Paul comments that: “I actually add to Lancashire Pipes an extra four parts found in the Leycester Manuscript. This material first forms an extension of the 3/2 hornpipe (part 6 in the Manchester MS); then links part 6 melodically to the opening march (parts 1-3); before finally dissolving into a sort of jazz like riffing”.

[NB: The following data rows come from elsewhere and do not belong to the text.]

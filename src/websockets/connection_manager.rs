use async_trait::async_trait;
use std::collections::HashMap;
use std::sync::Arc;
use tokio::sync::{mpsc, RwLock};

/// Routes serialized frames to live WebSocket connections
#[async_trait]
pub trait ConnectionManager: Send + Sync {
    async fn add_connection(&self, connection_id: String, sender: mpsc::UnboundedSender<String>);

    async fn remove_connection(&self, connection_id: &str);

    async fn send_to_connection(&self, connection_id: &str, message: &str);

    async fn send_to_connections(&self, connection_ids: &[String], message: &str);

    async fn count_connections(&self) -> usize;
}

pub struct InMemoryConnectionManager {
    // connection_id -> sender
    connections: Arc<RwLock<HashMap<String, mpsc::UnboundedSender<String>>>>,
}

impl InMemoryConnectionManager {
    pub fn new() -> Self {
        Self {
            connections: Arc::new(RwLock::new(HashMap::new())),
        }
    }
}

impl Default for InMemoryConnectionManager {
    fn default() -> Self {
        Self::new()
    }
}

#[async_trait]
impl ConnectionManager for InMemoryConnectionManager {
    async fn add_connection(&self, connection_id: String, sender: mpsc::UnboundedSender<String>) {
        let mut connections = self.connections.write().await;
        connections.insert(connection_id, sender);
    }

    async fn remove_connection(&self, connection_id: &str) {
        let mut connections = self.connections.write().await;
        connections.remove(connection_id);
    }

    async fn send_to_connection(&self, connection_id: &str, message: &str) {
        let connections = self.connections.read().await;
        if let Some(sender) = connections.get(connection_id) {
            let _ = sender.send(message.to_string());
        }
    }

    async fn send_to_connections(&self, connection_ids: &[String], message: &str) {
        let connections = self.connections.read().await;
        for connection_id in connection_ids {
            if let Some(sender) = connections.get(connection_id) {
                let _ = sender.send(message.to_string());
            }
        }
    }

    async fn count_connections(&self) -> usize {
        self.connections.read().await.len()
    }
}

#[cfg(test)]
mod tests {
    use super::*;

    #[tokio::test]
    async fn test_messages_reach_only_registered_connections() {
        let manager = InMemoryConnectionManager::new();
        let (tx_a, mut rx_a) = mpsc::unbounded_channel();
        let (tx_b, mut rx_b) = mpsc::unbounded_channel();
        manager.add_connection("a".into(), tx_a).await;
        manager.add_connection("b".into(), tx_b).await;

        manager
            .send_to_connections(&["a".to_string(), "ghost".to_string()], "hello")
            .await;
        manager.remove_connection("b").await;
        manager.send_to_connection("b", "late").await;

        assert_eq!(rx_a.recv().await.as_deref(), Some("hello"));
        assert!(rx_b.try_recv().is_err());
        assert_eq!(manager.count_connections().await, 1);
    }
}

The music that Paul refers to here is a tune titled 'A Horne-pipe called the Bag-pipe Horne-pipe, Other=wise The Knave of Clubs'. A transcript is added below, again taken from 'Robin with the Bagpipe', where the music is printed for pipes in 'D'. Copies of the music printed for pipes in 'A' will be included in the June 2011 issue of Comon Stock.

lancashire pipes score

In fact, in the manuscript there are three 'bagpipe' tunings; that for the 'Lancashire pipes' music is labelled 'the seventh tuning lancashire pipes', with intervals of 5th, 5th, 4th for the top four strings, the others being unused; the setting of "bagpipes" [the tune used by WIlliam Byrd, among others] is the 'eighth tuning- bagpipes", tuned in 5ths, and the 'ninth tuning - hornpipe', used for a tune called 'the horn=pipe or Beggars=Bush', has the top four strings tuned in 4ths.